### Exercise instructions:
Repeat the entire listing below exactly.

### Records shown:

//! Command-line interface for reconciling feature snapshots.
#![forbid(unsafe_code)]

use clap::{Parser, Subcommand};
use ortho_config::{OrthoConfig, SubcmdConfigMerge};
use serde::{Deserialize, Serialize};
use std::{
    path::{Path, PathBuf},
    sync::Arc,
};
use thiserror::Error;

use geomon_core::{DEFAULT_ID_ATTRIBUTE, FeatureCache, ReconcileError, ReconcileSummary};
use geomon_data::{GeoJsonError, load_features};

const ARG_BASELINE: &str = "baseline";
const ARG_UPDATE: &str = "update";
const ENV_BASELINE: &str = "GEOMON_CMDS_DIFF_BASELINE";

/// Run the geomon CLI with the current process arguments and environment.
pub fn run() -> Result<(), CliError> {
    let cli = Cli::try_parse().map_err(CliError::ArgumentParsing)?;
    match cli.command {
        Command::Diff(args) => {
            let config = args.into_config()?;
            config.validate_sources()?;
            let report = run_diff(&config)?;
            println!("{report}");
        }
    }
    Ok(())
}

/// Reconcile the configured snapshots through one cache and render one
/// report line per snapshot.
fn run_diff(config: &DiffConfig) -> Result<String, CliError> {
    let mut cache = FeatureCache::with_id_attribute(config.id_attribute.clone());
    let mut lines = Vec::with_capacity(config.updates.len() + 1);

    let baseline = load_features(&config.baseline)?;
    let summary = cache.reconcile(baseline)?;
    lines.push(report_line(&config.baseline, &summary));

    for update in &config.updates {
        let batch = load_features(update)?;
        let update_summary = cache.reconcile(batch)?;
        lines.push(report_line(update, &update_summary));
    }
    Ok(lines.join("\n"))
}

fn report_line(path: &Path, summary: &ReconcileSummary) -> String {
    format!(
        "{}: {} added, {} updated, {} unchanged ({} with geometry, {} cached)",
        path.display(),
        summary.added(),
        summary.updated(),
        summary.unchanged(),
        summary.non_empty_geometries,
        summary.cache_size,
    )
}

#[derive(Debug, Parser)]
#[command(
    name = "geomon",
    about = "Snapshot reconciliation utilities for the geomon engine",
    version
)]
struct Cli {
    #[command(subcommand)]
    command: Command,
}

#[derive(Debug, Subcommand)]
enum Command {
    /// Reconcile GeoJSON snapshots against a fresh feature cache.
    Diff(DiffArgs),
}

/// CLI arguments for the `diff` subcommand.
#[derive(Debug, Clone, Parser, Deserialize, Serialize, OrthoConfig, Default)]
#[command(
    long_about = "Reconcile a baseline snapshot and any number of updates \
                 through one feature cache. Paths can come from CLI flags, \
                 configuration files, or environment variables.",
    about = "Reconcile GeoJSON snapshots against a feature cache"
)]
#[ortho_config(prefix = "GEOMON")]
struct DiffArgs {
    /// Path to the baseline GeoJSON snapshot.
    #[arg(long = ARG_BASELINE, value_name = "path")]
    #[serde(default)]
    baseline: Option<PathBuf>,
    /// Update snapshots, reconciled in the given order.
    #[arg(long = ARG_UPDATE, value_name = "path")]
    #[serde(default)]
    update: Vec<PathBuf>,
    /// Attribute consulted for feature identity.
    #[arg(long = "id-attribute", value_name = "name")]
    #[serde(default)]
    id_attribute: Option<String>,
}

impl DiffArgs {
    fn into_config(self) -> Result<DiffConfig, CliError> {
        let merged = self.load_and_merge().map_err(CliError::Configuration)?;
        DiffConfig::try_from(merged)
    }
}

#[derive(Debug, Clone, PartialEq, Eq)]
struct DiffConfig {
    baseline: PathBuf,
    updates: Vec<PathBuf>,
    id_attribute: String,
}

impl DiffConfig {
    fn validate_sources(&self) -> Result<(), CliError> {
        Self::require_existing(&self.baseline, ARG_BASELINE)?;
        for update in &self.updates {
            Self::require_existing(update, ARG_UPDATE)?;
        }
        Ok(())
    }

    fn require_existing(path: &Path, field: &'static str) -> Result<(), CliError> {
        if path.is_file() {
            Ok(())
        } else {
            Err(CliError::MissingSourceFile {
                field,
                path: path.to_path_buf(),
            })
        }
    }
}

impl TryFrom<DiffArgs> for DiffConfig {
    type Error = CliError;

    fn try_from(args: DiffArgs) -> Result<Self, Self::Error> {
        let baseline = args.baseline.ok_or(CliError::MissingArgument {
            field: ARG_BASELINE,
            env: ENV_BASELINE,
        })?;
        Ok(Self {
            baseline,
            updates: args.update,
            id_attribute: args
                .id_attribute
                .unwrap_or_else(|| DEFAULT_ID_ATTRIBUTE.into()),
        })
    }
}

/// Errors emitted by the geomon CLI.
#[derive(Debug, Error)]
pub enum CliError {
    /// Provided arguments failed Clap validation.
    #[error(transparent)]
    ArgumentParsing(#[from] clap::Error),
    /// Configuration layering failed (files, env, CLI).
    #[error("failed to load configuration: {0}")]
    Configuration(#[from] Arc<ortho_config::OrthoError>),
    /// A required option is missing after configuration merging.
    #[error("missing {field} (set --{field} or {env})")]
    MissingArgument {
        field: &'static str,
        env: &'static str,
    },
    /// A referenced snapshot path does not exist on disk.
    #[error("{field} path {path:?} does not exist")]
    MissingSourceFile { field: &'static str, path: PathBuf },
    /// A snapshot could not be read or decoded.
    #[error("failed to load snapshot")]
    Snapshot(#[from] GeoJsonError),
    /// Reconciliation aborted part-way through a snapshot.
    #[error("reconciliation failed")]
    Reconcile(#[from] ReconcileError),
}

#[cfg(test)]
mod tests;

### Answer for the task:
//! Command-line interface for reconciling feature snapshots.
#![forbid(unsafe_code)]

use clap::{Parser, Subcommand};
use ortho_config::{OrthoConfig, SubcmdConfigMerge};
use serde::{Deserialize, Serialize};
use std::{
    path::{Path, PathBuf},
    sync::Arc,
};
use thiserror::Error;

use geomon_core::{DEFAULT_ID_ATTRIBUTE, FeatureCache, ReconcileError, ReconcileSummary};
use geomon_data::{GeoJsonError, load_features};

const ARG_BASELINE: &str = "baseline";
const ARG_UPDATE: &str = "update";
const ENV_BASELINE: &str = "GEOMON_CMDS_DIFF_BASELINE";

/// Run the geomon CLI with the current process arguments and environment.
pub fn run() -> Result<(), CliError> {
    let cli = Cli::try_parse().map_err(CliError::ArgumentParsing)?;
    match cli.command {
        Command::Diff(args) => {
            let config = args.into_config()?;
            config.validate_sources()?;
            let report = run_diff(&config)?;
            println!("{report}");
        }
    }
    Ok(())
}

/// Reconcile the configured snapshots through one cache and render one
/// report line per snapshot.
fn run_diff(config: &DiffConfig) -> Result<String, CliError> {
    let mut cache = FeatureCache::with_id_attribute(config.id_attribute.clone());
    let mut lines = Vec::with_capacity(config.updates.len() + 1);

    let baseline = load_features(&config.baseline)?;
    let summary = cache.reconcile(baseline)?;
    lines.push(report_line(&config.baseline, &summary));

    for update in &config.updates {
        let batch = load_features(update)?;
        let update_summary = cache.reconcile(batch)?;
        lines.push(report_line(update, &update_summary));
    }
    Ok(lines.join("\n"))
}

fn report_line(path: &Path, summary: &ReconcileSummary) -> String {
    format!(
        "{}: {} added, {} updated, {} unchanged ({} with geometry, {} cached)",
        path.display(),
        summary.added(),
        summary.updated(),
        summary.unchanged(),
        summary.non_empty_geometries,
        summary.cache_size,
    )
}

#[derive(Debug, Parser)]
#[command(
    name = "geomon",
    about = "Snapshot reconciliation utilities for the geomon engine",
    version
)]
struct Cli {
    #[command(subcommand)]
    command: Command,
}

#[derive(Debug, Subcommand)]
enum Command {
    /// Reconcile GeoJSON snapshots against a fresh feature cache.
    Diff(DiffArgs),
}

/// CLI arguments for the `diff` subcommand.
#[derive(Debug, Clone, Parser, Deserialize, Serialize, OrthoConfig, Default)]
#[command(
    long_about = "Reconcile a baseline snapshot and any number of updates \
                 through one feature cache. Paths can come from CLI flags, \
                 configuration files, or environment variables.",
    about = "Reconcile GeoJSON snapshots against a feature cache"
)]
#[ortho_config(prefix = "GEOMON")]
struct DiffArgs {
    /// Path to the baseline GeoJSON snapshot.
    #[arg(long = ARG_BASELINE, value_name = "path")]
    #[serde(default)]
    baseline: Option<PathBuf>,
    /// Update snapshots, reconciled in the given order.
    #[arg(long = ARG_UPDATE, value_name = "path")]
    #[serde(default)]
    update: Vec<PathBuf>,
    /// Attribute consulted for feature identity.
    #[arg(long = "id-attribute", value_name = "name")]
    #[serde(default)]
    id_attribute: Option<String>,
}

impl DiffArgs {
    fn into_config(self) -> Result<DiffConfig, CliError> {
        let merged = self.load_and_merge().map_err(CliError::Configuration)?;
        DiffConfig::try_from(merged)
    }
}

#[derive(Debug, Clone, PartialEq, Eq)]
struct DiffConfig {
    baseline: PathBuf,
    updates: Vec<PathBuf>,
    id_attribute: String,
}

impl DiffConfig {
    fn validate_sources(&self) -> Result<(), CliError> {
        Self::require_existing(&self.baseline, ARG_BASELINE)?;
        for update in &self.updates {
            Self::require_existing(update, ARG_UPDATE)?;
        }
        Ok(())
    }

    fn require_existing(path: &Path, field: &'static str) -> Result<(), CliError> {
        if path.is_file() {
            Ok(())
        } else {
            Err(CliError::MissingSourceFile {
                field,
                path: path.to_path_buf(),
            })
        }
    }
}

impl TryFrom<DiffArgs> for DiffConfig {
    type Error = CliError;

    fn try_from(args: DiffArgs) -> Result<Self, Self::Error> {
        let baseline = args.baseline.ok_or(CliError::MissingArgument {
            field: ARG_BASELINE,
            env: ENV_BASELINE,
        })?;
        Ok(Self {
            baseline,
            updates: args.update,
            id_attribute: args
                .id_attribute
                .unwrap_or_else(|| DEFAULT_ID_ATTRIBUTE.into()),
        })
    }
}

/// Errors emitted by the geomon CLI.
#[derive(Debug, Error)]
pub enum CliError {
    /// Provided arguments failed Clap validation.
    #[error(transparent)]
    ArgumentParsing(#[from] clap::Error),
    /// Configuration layering failed (files, env, CLI).
    #[error("failed to load configuration: {0}")]
    Configuration(#[from] Arc<ortho_config::OrthoError>),
    /// A required option is missing after configuration merging.
    #[error("missing {field} (set --{field} or {env})")]
    MissingArgument {
        field: &'static str,
        env: &'static str,
    },
    /// A referenced snapshot path does not exist on disk.
    #[error("{field} path {path:?} does not exist")]
    MissingSourceFile { field: &'static str, path: PathBuf },
    /// A snapshot could not be read or decoded.
    #[error("failed to load snapshot")]
    Snapshot(#[from] GeoJsonError),
    /// Reconciliation aborted part-way through a snapshot.
    #[error("reconciliation failed")]
    Reconcile(#[from] ReconcileError),
}

#[cfg(test)]
mod tests;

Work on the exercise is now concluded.